JP2589986B2 - Magnetic recording media - Google Patents

Description

Description: TECHNICAL FIELD The present invention relates to a magnetic recording medium.

[Prior art] A substrate for a magnetic disk and sputtering, plating,
A structure composed of a magnetic film and a protective film formed by a process such as vapor deposition is called a magnetic recording medium (hereinafter, referred to as a medium).

The magnetic storage device includes the medium and a recording / reproducing magnetic head (hereinafter, referred to as a head) as main components. At the start of the operation, the head and the medium are set in contact with each other, and then the medium is rotated as required to provide a required rotation. A space corresponding to an air layer is created between the head and the media surface, and recording and reproducing operations are performed in this state. At the end of the operation, the rotation of the medium stops, and at this time, the head and the medium return to the contact state as in the start of the operation (such a start / stop method is called a contact / start / stop CSS).

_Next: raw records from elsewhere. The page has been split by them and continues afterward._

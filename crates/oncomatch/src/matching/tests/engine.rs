use std::time::Duration;

use super::common::*;
use crate::config::{CriterionWeights, MatchingConfig};
use crate::matching::classification::EligibilityStatus;
use crate::matching::domain::{
    Allergy, BiomarkerStatus, ConditionSeverity, Contraindication, ContraindicationCategory,
    ContraindicationKind, EvidenceLevel, ProtocolId, ProtocolStatus, TreatmentLine,
};
use crate::matching::engine::{MatchingEngine, MatchingError, MatchingRequest};
use crate::matching::repository::RepositoryError;

fn request() -> MatchingRequest {
    MatchingRequest::new(patient())
}

#[tokio::test]
async fn scenario_d_empty_catalog_is_not_an_error() {
    let (engine, repository) = engine(StubRepository::default());

    let results = engine
        .find_matching_protocols(&request())
        .await
        .expect("empty catalog");

    assert!(results.is_empty());
    assert_eq!(repository.calls(), 1);
}

#[tokio::test]
async fn permanent_repository_failure_is_surfaced_without_retry() {
    let (engine, repository) = engine(
        StubRepository::with_protocols(vec![protocol("carbo-pem")]).failing_with([
            RepositoryError::Backend {
                message: "schema mismatch".to_string(),
            },
        ]),
    );

    let err = engine
        .find_matching_protocols(&request())
        .await
        .expect_err("backend failure");

    assert!(matches!(
        err,
        MatchingError::Repository(RepositoryError::Backend { .. })
    ));
    assert_eq!(repository.calls(), 1);
}

#[tokio::test]
async fn single_transient_failure_is_retried() {
    let (engine, repository) = engine(
        StubRepository::with_protocols(vec![protocol("carbo-pem")])
            .failing_with([RepositoryError::Unavailable("connection reset".to_string())]),
    );

    let results = engine
        .find_matching_protocols(&request())
        .await
        .expect("retry succeeds");

    assert_eq!(results.len(), 1);
    assert_eq!(repository.calls(), 2);
}

#[tokio::test]
async fn retries_are_exhausted_after_one_extra_attempt() {
    let (engine, repository) = engine(
        StubRepository::with_protocols(vec![protocol("carbo-pem")]).failing_with([
            RepositoryError::Unavailable("down".to_string()),
            RepositoryError::Unavailable("still down".to_string()),
        ]),
    );

    let err = engine
        .find_matching_protocols(&request())
        .await
        .expect_err("exhausted");

    assert!(matches!(
        err,
        MatchingError::Repository(RepositoryError::Unavailable(_))
    ));
    assert_eq!(repository.calls(), 2);
    assert_eq!(engine.cached_catalogs(), 0);
}

#[tokio::test(start_paused = true)]
async fn slow_repository_times_out() {
    let (engine, repository) = engine(
        StubRepository::with_protocols(vec![protocol("carbo-pem")])
            .with_delay(Duration::from_secs(30)),
    );

    let err = engine
        .find_matching_protocols(&request())
        .await
        .expect_err("timeout");

    assert!(matches!(
        err,
        MatchingError::Repository(RepositoryError::Timeout(_))
    ));
    assert_eq!(repository.calls(), 2);
}

#[tokio::test]
async fn missing_cancer_type_fails_before_repository_access() {
    let (engine, repository) = engine(StubRepository::with_protocols(vec![protocol("carbo-pem")]));
    let mut request = request();
    request.patient.disease.cancer_type_id = "  ".to_string();

    let err = engine
        .find_matching_protocols(&request)
        .await
        .expect_err("invalid");

    assert!(matches!(err, MatchingError::InvalidRequest(_)));
    assert_eq!(repository.calls(), 0);
}

#[tokio::test]
async fn results_are_sorted_and_truncated() {
    let mut weak = protocol_requiring("osimertinib", "EGFR", BiomarkerStatus::Positive);
    weak.name = "Osimertinib".to_string();
    let mut weaker = protocol_requiring("crizotinib", "ROS1", BiomarkerStatus::Positive);
    weaker.name = "Crizotinib".to_string();
    let (engine, _) = engine(StubRepository::with_protocols(vec![
        weaker,
        weak,
        protocol("carbo-pem"),
    ]));
    let mut request = request();
    request.max_results = 2;

    let results = engine
        .find_matching_protocols(&request)
        .await
        .expect("results");

    assert_eq!(results.len(), 2);
    assert!(results
        .windows(2)
        .all(|pair| pair[0].match_score >= pair[1].match_score));
    assert_eq!(results[0].protocol_id, ProtocolId("carbo-pem".to_string()));
    assert_eq!(results[1].protocol_id, ProtocolId("osimertinib".to_string()));
}

#[tokio::test]
async fn equal_scores_break_ties_by_evidence_then_name() {
    let (engine, _) = engine(StubRepository::with_protocols(vec![
        named_protocol("beta", "Beta", EvidenceLevel::B),
        named_protocol("zeta", "Zeta", EvidenceLevel::A),
        named_protocol("alpha", "Alpha", EvidenceLevel::B),
    ]));

    let results = engine
        .find_matching_protocols(&request())
        .await
        .expect("results");

    let names: Vec<&str> = results
        .iter()
        .map(|result| result.protocol_name.as_str())
        .collect();
    assert_eq!(names, vec!["Zeta", "Alpha", "Beta"]);
}

#[tokio::test]
async fn experimental_and_inactive_protocols_need_opt_in() {
    let mut experimental = protocol("trial-arm");
    experimental.status = ProtocolStatus::Experimental;
    let mut retired = protocol("retired");
    retired.status = ProtocolStatus::Inactive;
    let (engine, _) = engine(StubRepository::with_protocols(vec![
        experimental,
        retired,
        protocol("carbo-pem"),
    ]));

    let default_run = engine
        .find_matching_protocols(&request())
        .await
        .expect("results");
    assert_eq!(default_run.len(), 1);

    let mut opted_in = request();
    opted_in.include_experimental = true;
    opted_in.include_inactive = true;
    let widened = engine
        .find_matching_protocols(&opted_in)
        .await
        .expect("results");
    assert_eq!(widened.len(), 3);
}

#[tokio::test]
async fn treatment_line_is_forwarded_to_the_repository() {
    let mut second_line = protocol("docetaxel");
    second_line.line = TreatmentLine::Second;
    let (engine, _) = engine(StubRepository::with_protocols(vec![
        second_line,
        protocol("carbo-pem"),
    ]));
    let mut request = request();
    request.treatment_line = Some(TreatmentLine::Second);

    let results = engine
        .find_matching_protocols(&request)
        .await
        .expect("results");

    assert_eq!(results.len(), 1);
    assert_eq!(results[0].protocol_id, ProtocolId("docetaxel".to_string()));
}

#[tokio::test]
async fn request_minimum_score_overrides_configured_floor() {
    let mismatch = protocol_requiring("osimertinib", "EGFR", BiomarkerStatus::Positive);
    let (engine, _) = engine(StubRepository::with_protocols(vec![
        mismatch,
        protocol("carbo-pem"),
    ]));
    let mut request = request();
    request.minimum_score = Some(0.99);

    let results = engine
        .find_matching_protocols(&request)
        .await
        .expect("results");

    assert_eq!(results.len(), 1);
    assert_eq!(results[0].protocol_id, ProtocolId("carbo-pem".to_string()));
}

#[tokio::test]
async fn evidence_floor_replaces_score_floor() {
    let mut mismatch = protocol_requiring("osimertinib", "EGFR", BiomarkerStatus::Positive);
    mismatch.evidence_level = EvidenceLevel::B;
    let (engine, _) = engine(StubRepository::with_protocols(vec![
        mismatch,
        named_protocol("case-series", "Case series", EvidenceLevel::D),
    ]));
    let mut request = request();
    request.minimum_score = Some(1.0);
    request.minimum_evidence_level = Some(EvidenceLevel::C);

    let results = engine
        .find_matching_protocols(&request)
        .await
        .expect("results");

    assert_eq!(results.len(), 1);
    assert_eq!(results[0].protocol_id, ProtocolId("osimertinib".to_string()));
}

#[tokio::test]
async fn absolute_contraindication_dominates_ranking_output() {
    let mut protocol = protocol("carbo-pem");
    protocol.contraindications.push(Contraindication {
        kind: ContraindicationKind::Absolute,
        category: ContraindicationCategory::Allergy,
        condition: "carboplatin hypersensitivity".to_string(),
        rationale: String::new(),
    });
    let (engine, _) = engine(StubRepository::with_protocols(vec![protocol]));
    let mut request = request();
    request.patient.allergies.push(Allergy {
        substance: "Carboplatin".to_string(),
        severity: ConditionSeverity::Severe,
        reaction: None,
    });

    let results = engine
        .find_matching_protocols(&request)
        .await
        .expect("results");

    assert_eq!(results[0].eligibility_status, EligibilityStatus::Contraindicated);
}

#[tokio::test]
async fn catalog_is_cached_until_cleared() {
    let (engine, repository) = engine(StubRepository::with_protocols(vec![protocol("carbo-pem")]));

    engine.find_matching_protocols(&request()).await.expect("first");
    engine.find_matching_protocols(&request()).await.expect("second");
    assert_eq!(repository.calls(), 1);

    engine.clear_cache();
    engine.find_matching_protocols(&request()).await.expect("third");
    assert_eq!(repository.calls(), 2);
}

#[tokio::test(start_paused = true)]
async fn catalog_expires_after_ttl() {
    let (engine, repository) = engine(StubRepository::with_protocols(vec![protocol("carbo-pem")]));

    engine.find_matching_protocols(&request()).await.expect("first");
    tokio::time::advance(Duration::from_secs(299)).await;
    engine.find_matching_protocols(&request()).await.expect("cached");
    assert_eq!(repository.calls(), 1);

    tokio::time::advance(Duration::from_secs(2)).await;
    engine.find_matching_protocols(&request()).await.expect("refreshed");
    assert_eq!(repository.calls(), 2);
}

#[tokio::test]
async fn evaluate_protocol_looks_up_by_id() {
    let (engine, _) = engine(StubRepository::with_protocols(vec![protocol("carbo-pem")]));

    let result = engine
        .evaluate_protocol(&patient(), &ProtocolId("carbo-pem".to_string()))
        .await
        .expect("found");
    assert_eq!(result.eligibility_status, EligibilityStatus::Eligible);

    let missing = engine
        .evaluate_protocol(&patient(), &ProtocolId("unknown".to_string()))
        .await
        .expect_err("missing");
    assert!(matches!(missing, MatchingError::ProtocolNotFound(_)));
}

#[test]
fn per_call_weights_are_validated_and_applied() {
    let (engine, _) = engine(StubRepository::default());
    let patient = patient();
    let protocol = protocol_requiring("osimertinib", "EGFR", BiomarkerStatus::Positive);

    let default_score = engine
        .calculate_match_score(&patient, &protocol, None)
        .expect("default weights");
    let biomarker_heavy = CriterionWeights {
        performance_status: 0.1,
        biomarkers: 0.6,
        stage: 0.1,
        organ_function: 0.1,
        treatment_history: 0.05,
        age: 0.05,
    };
    let heavy_score = engine
        .calculate_match_score(&patient, &protocol, Some(&biomarker_heavy))
        .expect("valid weights");
    assert!(heavy_score < default_score);

    let unbalanced = CriterionWeights {
        age: 0.2,
        ..CriterionWeights::default()
    };
    let err = engine
        .calculate_match_score(&patient, &protocol, Some(&unbalanced))
        .expect_err("sum != 1");
    assert!(matches!(err, MatchingError::Config(_)));
}

#[test]
fn engine_rejects_invalid_configuration() {
    let mut config = MatchingConfig::default();
    config.weights.stage = 0.5;

    let result = MatchingEngine::new(
        std::sync::Arc::new(StubRepository::default()),
        config,
    );

    assert!(matches!(result, Err(MatchingError::Config(_))));
}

As described above, the contact frictional force generated between the head and the medium when the apparatus is started and stopped causes the head and the medium to be worn and causes deterioration of magnetic characteristics.

Further, when the medium is left in a humid atmosphere and moisture is adsorbed on the surface of the medium, water enters between the head and the medium, causing an adhesion phenomenon. Therefore,
If started in this state, a large resistance will be applied to the head and the medium, which may cause damage to the head and destruction of the medium.
Crash).

Generally, glass has attracted attention as a magnetic disk substrate suitable for high density because of its excellent surface smoothness, hardness, large deformation resistance, and few surface defects (Japanese Patent Application Laid-Open No. 49-122707, JP-A-52-18002).

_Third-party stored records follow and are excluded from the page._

use crate::demo::{run_match, MatchArgs};
use crate::server;
use clap::{Args, Parser, Subcommand};
use oncomatch::error::AppError;

#[derive(Parser, Debug)]
#[command(
    name = "oncomatch",
    about = "Rank oncology treatment protocols for a patient, over HTTP or from the command line",
    version
)]
struct Cli {
    #[command(subcommand)]
    command: Option<Command>,
}

#[derive(Subcommand, Debug)]
enum Command {
    /// Start the HTTP service (default command)
    Serve(ServeArgs),
    /// Rank protocols for one patient record and print the results
    Match(MatchArgs),
}

#[derive(Args, Debug, Default)]
pub(crate) struct ServeArgs {
    /// Override the configured host for the HTTP server
    #[arg(long)]
    pub(crate) host: Option<String>,
    /// Override the configured port for the HTTP server
    #[arg(long)]
    pub(crate) port: Option<u16>,
}

pub(crate) async fn run() -> Result<(), AppError> {
    let cli = Cli::parse();
    let command = cli
        .command
        .unwrap_or_else(|| Command::Serve(ServeArgs::default()));

    match command {
        Command::Serve(args) => server::run(args).await,
        Command::Match(args) => run_match(args).await,
    }
}
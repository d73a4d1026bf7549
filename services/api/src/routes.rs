use crate::infra::AppState;
use axum::http::{header, StatusCode};
use axum::response::IntoResponse;
use axum::routing::get;
use axum::Extension;
use axum::Json;
use oncomatch::matching::{matching_router, MatchingEngine, ProtocolRepository};
use serde_json::json;
use std::sync::atomic::Ordering;
use std::sync::Arc;

/// Matching API plus the operational endpoints.
pub(crate) fn with_matching_routes<R>(engine: Arc<MatchingEngine<R>>) -> axum::Router
where
    R: ProtocolRepository + 'static,
{
    matching_router(engine)
        .route("/health", get(healthcheck))
        .route("/ready", get(readiness_endpoint))
        .route("/metrics", get(metrics_endpoint))
}

pub(crate) async fn healthcheck() -> Json<serde_json::Value> {
    Json(json!({ "status": "ok" }))
}

pub(crate) async fn readiness_endpoint(Extension(state): Extension<AppState>) -> impl IntoResponse {
    if state.readiness.load(Ordering::Relaxed) {
        (StatusCode::OK, Json(json!({ "status": "ready" })))
    } else {
        (
            StatusCode::SERVICE_UNAVAILABLE,
            Json(json!({ "status": "initializing" })),
        )
    }
}

pub(crate) async fn metrics_endpoint(Extension(state): Extension<AppState>) -> impl IntoResponse {
    (
        StatusCode::OK,
        [(header::CONTENT_TYPE, "text/plain; version=0.0.4")],
        state.metrics.render(),
    )
}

However, for the above-described CSS resistance and head stick property, glass has excellent mirror finish, so the media using a glass substrate has a higher head than the media using other substrates having poor smoothness. However, there is a problem in that the contact area between the media and the media increases, thereby increasing the frictional resistance and the adhesive force.

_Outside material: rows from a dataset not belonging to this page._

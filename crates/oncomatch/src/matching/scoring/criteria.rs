//! One pure scorer per clinical dimension.
//!
//! Each scorer returns a [`CriterionScore`] in [0, 1]. Gaps in protocol data degrade the
//! affected criterion to [`NEUTRAL_SCORE`] instead of failing the whole evaluation.

use super::organ::assess_organ_systems;
use super::{Criterion, CriterionScore};
use crate::config::ContraindicationPenalty;
use crate::matching::domain::{
    normalize_term, terms_match, PatientProfile, ResponseCategory, TreatmentProtocol,
};

const ECOG_WEIGHT: f64 = 0.7;
const KARNOFSKY_WEIGHT: f64 = 0.3;

const BIOMARKER_MISSING_PENALTY: f64 = 0.4;
const BIOMARKER_MISMATCH_PENALTY: f64 = 0.25;
const BIOMARKER_INCONCLUSIVE_PENALTY: f64 = 0.15;
const BIOMARKER_EXCLUDED_PENALTY: f64 = 0.5;

const STAGE_STEP_PENALTY: f64 = 0.2;
const STAGE_SUBSTAGE_SCORE: f64 = 0.9;
const STAGE_FLOOR: f64 = 0.2;
/// Whole-stage distance at which disease extent is treated as incompatible.
const STAGE_INCOMPATIBLE_DISTANCE: u8 = 4;

const HISTORY_PROGRESSED_PENALTY: f64 = 0.2;
const HISTORY_STABLE_PENALTY: f64 = 0.6;
const HISTORY_CROSS_RESISTANCE_PENALTY: f64 = 0.8;
const HISTORY_TOXICITY_PENALTY: f64 = 0.85;
const HISTORY_FLOOR: f64 = 0.1;

const AGE_BELOW_MIN_STEP: f64 = 0.2;
const AGE_ABOVE_MAX_STEP: f64 = 0.05;
const AGE_ABOVE_MAX_FLOOR: f64 = 0.2;

pub fn performance_status(
    patient: &PatientProfile,
    protocol: &TreatmentProtocol,
) -> CriterionScore {
    let criteria = &protocol.eligibility.performance;
    let ecog = patient.performance.ecog;

    let Some(max_allowed) = criteria.max_ecog() else {
        return CriterionScore::neutral(
            Criterion::PerformanceStatus,
            "protocol declares no allowed ECOG grades",
        );
    };

    let (ecog_score, ecog_note) = if criteria.allows(ecog) || ecog <= max_allowed {
        (1.0, format!("{ecog} within allowed range (max {})", max_allowed.grade()))
    } else {
        let excess = ecog.grade() - max_allowed.grade();
        let score = match excess {
            1 => 0.7,
            2 => 0.4,
            _ => 0.1,
        };
        (
            score,
            format!("{ecog} is {excess} grade(s) above maximum {}", max_allowed.grade()),
        )
    };

    let karnofsky = patient.performance.karnofsky.score();
    let (karnofsky_score, karnofsky_note) = match criteria.min_karnofsky {
        None => (1.0, "no Karnofsky floor".to_string()),
        Some(required) => {
            let required = required.score();
            let deficit = required.saturating_sub(karnofsky);
            let score = match deficit {
                0 => 1.0,
                1..=10 => 0.8,
                11..=20 => 0.5,
                _ => 0.2,
            };
            (score, format!("Karnofsky {karnofsky} vs minimum {required}"))
        }
    };

    CriterionScore::new(
        Criterion::PerformanceStatus,
        ECOG_WEIGHT * ecog_score + KARNOFSKY_WEIGHT * karnofsky_score,
        format!("{ecog_note}; {karnofsky_note}"),
    )
}

pub fn biomarkers(patient: &PatientProfile, protocol: &TreatmentProtocol) -> CriterionScore {
    let criteria = &protocol.eligibility.biomarkers;
    if criteria.is_empty() {
        return CriterionScore::new(Criterion::Biomarkers, 1.0, "no biomarker requirements");
    }
    if criteria
        .required
        .iter()
        .chain(criteria.excluded.iter())
        .any(|requirement| requirement.name.trim().is_empty())
    {
        return CriterionScore::neutral(
            Criterion::Biomarkers,
            "protocol lists a biomarker requirement without a name",
        );
    }

    let mut score = 1.0;
    let mut notes = Vec::new();
    let mut missing = Vec::new();

    for requirement in &criteria.required {
        match patient.biomarker(&requirement.name) {
            None => {
                score -= BIOMARKER_MISSING_PENALTY;
                missing.push(requirement.name.clone());
            }
            Some(result) if !result.status.is_conclusive() => {
                score -= BIOMARKER_INCONCLUSIVE_PENALTY;
                notes.push(format!(
                    "{} result {}",
                    requirement.name,
                    result.status.label()
                ));
            }
            Some(result) if !result.status.satisfies(requirement.status) => {
                score -= BIOMARKER_MISMATCH_PENALTY;
                notes.push(format!(
                    "{} {} but {} required",
                    requirement.name,
                    result.status.label(),
                    requirement.status.label()
                ));
            }
            Some(_) => notes.push(format!("{} matched", requirement.describe())),
        }
    }

    for excluded in &criteria.excluded {
        if let Some(result) = patient.biomarker(&excluded.name) {
            if result.status.satisfies(excluded.status) {
                score -= BIOMARKER_EXCLUDED_PENALTY;
                notes.push(format!("excluded biomarker present: {}", excluded.describe()));
            }
        }
    }

    if !missing.is_empty() {
        notes.push(format!("missing: {}", missing.join(", ")));
    }

    if !criteria.required.is_empty() && missing.len() == criteria.required.len() {
        return CriterionScore::new(
            Criterion::Biomarkers,
            0.0,
            format!(
                "no required biomarker on record ({})",
                missing.join(", ")
            ),
        );
    }

    CriterionScore::new(Criterion::Biomarkers, score, notes.join("; "))
}

pub fn stage(patient: &PatientProfile, protocol: &TreatmentProtocol) -> CriterionScore {
    let stages = &protocol.eligibility.stages;
    if stages.is_empty() {
        return CriterionScore::neutral(Criterion::Stage, "protocol declares no stage requirement");
    }
    if stages.iter().any(|stage| is_wildcard_stage(stage)) {
        return CriterionScore::new(Criterion::Stage, 1.0, "protocol accepts any stage");
    }

    let patient_stage = patient.disease.stage.as_str();
    let patient_key = canonical_stage(patient_stage);
    if stages.iter().any(|stage| canonical_stage(stage) == patient_key) {
        return CriterionScore::new(
            Criterion::Stage,
            1.0,
            format!("stage {patient_stage} listed by protocol"),
        );
    }

    let Some(patient_rank) = StageRank::parse(patient_stage) else {
        return CriterionScore::neutral(
            Criterion::Stage,
            format!("unrecognised patient stage '{patient_stage}'"),
        );
    };
    let required: Vec<StageRank> = stages.iter().filter_map(|s| StageRank::parse(s)).collect();
    if required.is_empty() {
        return CriterionScore::neutral(Criterion::Stage, "protocol stages are not comparable");
    }

    if required
        .iter()
        .any(|rank| rank.major == patient_rank.major && rank.sub.is_none())
    {
        return CriterionScore::new(
            Criterion::Stage,
            1.0,
            format!("stage {patient_stage} within listed stage group"),
        );
    }

    let distance = required
        .iter()
        .map(|rank| rank.major.abs_diff(patient_rank.major))
        .min()
        .unwrap_or(u8::MAX);

    let score = match distance {
        0 => STAGE_SUBSTAGE_SCORE,
        d if d >= STAGE_INCOMPATIBLE_DISTANCE => 0.0,
        d => (1.0 - STAGE_STEP_PENALTY * f64::from(d)).max(STAGE_FLOOR),
    };

    CriterionScore::new(
        Criterion::Stage,
        score,
        format!(
            "stage {patient_stage} is {distance} stage(s) from required {}",
            stages.join("/")
        ),
    )
}

pub fn organ_function(patient: &PatientProfile, protocol: &TreatmentProtocol) -> CriterionScore {
    let systems = assess_organ_systems(patient, &protocol.eligibility.organ_function);
    let Some(weakest) = systems
        .iter()
        .min_by(|left, right| left.score.total_cmp(&right.score))
    else {
        return CriterionScore::new(
            Criterion::OrganFunction,
            1.0,
            "no organ-function constraints",
        );
    };

    let findings: Vec<String> = systems
        .iter()
        .flat_map(|system| {
            system
                .findings
                .iter()
                .map(move |finding| format!("{}: {finding}", system.system.label()))
        })
        .collect();
    let note = if findings.is_empty() {
        format!("{} organ system(s) adequate", systems.len())
    } else {
        format!(
            "weakest system {}; {}",
            weakest.system.label(),
            findings.join("; ")
        )
    };

    CriterionScore::new(Criterion::OrganFunction, weakest.score, note)
}

pub fn treatment_history(patient: &PatientProfile, protocol: &TreatmentProtocol) -> CriterionScore {
    if patient.is_treatment_naive() {
        return CriterionScore::new(Criterion::TreatmentHistory, 1.0, "treatment-naive");
    }

    let mut score = 1.0;
    let mut notes = Vec::new();

    for exposure in &patient.treatment_history {
        if exposure.protocol_id == protocol.id {
            match exposure.best_response {
                ResponseCategory::ProgressiveDisease => {
                    score *= HISTORY_PROGRESSED_PENALTY;
                    notes.push("progressed on this protocol previously".to_string());
                }
                ResponseCategory::StableDisease => {
                    score *= HISTORY_STABLE_PENALTY;
                    notes.push("only stable disease on this protocol previously".to_string());
                }
                _ => notes.push("prior exposure to this protocol".to_string()),
            }
        } else if exposure.best_response == ResponseCategory::ProgressiveDisease {
            let shared: Vec<&str> = protocol
                .drug_names()
                .filter(|drug| {
                    exposure
                        .drugs
                        .iter()
                        .any(|prior| normalize_term(prior) == normalize_term(drug))
                })
                .collect();
            if !shared.is_empty() {
                score *= HISTORY_CROSS_RESISTANCE_PENALTY;
                notes.push(format!(
                    "possible cross-resistance via {}",
                    shared.join(", ")
                ));
            }
        }

        for toxicity in exposure.toxicities.iter().filter(|tox| tox.is_severe()) {
            if protocol
                .expected_toxicities
                .iter()
                .any(|expected| terms_match(expected, &toxicity.term))
            {
                score *= HISTORY_TOXICITY_PENALTY;
                notes.push(format!(
                    "prior grade {} {} overlaps expected toxicity",
                    toxicity.grade, toxicity.term
                ));
            }
        }
    }

    if notes.is_empty() {
        notes.push(format!(
            "{} prior line(s) without overlap",
            patient.treatment_history.len()
        ));
    }

    CriterionScore::new(
        Criterion::TreatmentHistory,
        f64::max(score, HISTORY_FLOOR),
        notes.join("; "),
    )
}

pub fn age(patient: &PatientProfile, protocol: &TreatmentProtocol) -> CriterionScore {
    let range = protocol.eligibility.age;
    let age = patient.demographics.age;

    if range.contains(age) {
        return CriterionScore::new(
            Criterion::Age,
            1.0,
            format!("age {age} within {}", range.describe()),
        );
    }

    let score = match (range.min(), range.max()) {
        (Some(min), _) if age < min => {
            (1.0 - AGE_BELOW_MIN_STEP * f64::from(min - age)).max(0.0)
        }
        (_, Some(max)) => {
            (1.0 - AGE_ABOVE_MAX_STEP * f64::from(age - max)).max(AGE_ABOVE_MAX_FLOOR)
        }
        _ => 1.0,
    };

    CriterionScore::new(
        Criterion::Age,
        score,
        format!("age {age} outside {}", range.describe()),
    )
}

/// Additive penalty for detected contraindications. Not a [0, 1] criterion score.
pub fn contraindication_penalty(matches: usize, penalty: &ContraindicationPenalty) -> f64 {
    penalty.for_matches(matches)
}

fn is_wildcard_stage(stage: &str) -> bool {
    matches!(normalize_term(stage).as_str(), "any" | "all" | "any stage" | "all stages")
}

fn canonical_stage(stage: &str) -> String {
    let normalized = normalize_term(stage);
    normalized
        .strip_prefix("stage ")
        .unwrap_or(&normalized)
        .replace(' ', "")
}

#[derive(Debug, Clone, Copy, PartialEq, Eq)]
struct StageRank {
    major: u8,
    sub: Option<char>,
}

impl StageRank {
    fn parse(raw: &str) -> Option<Self> {
        let key = canonical_stage(raw);
        let (numeral, sub) = match key.chars().last() {
            Some(last @ ('a' | 'b' | 'c')) if key.len() > 1 => (&key[..key.len() - 1], Some(last)),
            _ => (key.as_str(), None),
        };
        let major = match numeral {
            "0" => 0,
            "i" | "1" => 1,
            "ii" | "2" => 2,
            "iii" | "3" => 3,
            "iv" | "4" => 4,
            _ => return None,
        };
        Some(Self { major, sub })
    }
}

In order to eliminate such drawbacks, the use of a glass substrate having fine irregularities formed on the surface by a mechanical method or a chemical method or a method using a combination of these methods allows the frictional force generated between the head and the medium to be reduced. Methods for reducing the adhesive force have been proposed.

When a relatively inexpensive glass containing alkali such as soda lime silica glass is used as the glass substrate, alkali ions are eluted from the exposed portion of the glass such as a pinhole portion of the magnetic film or a peripheral portion of the magnetic film in a humid environment. It has been found that this triggers the corrosion or deterioration of the magnetic film.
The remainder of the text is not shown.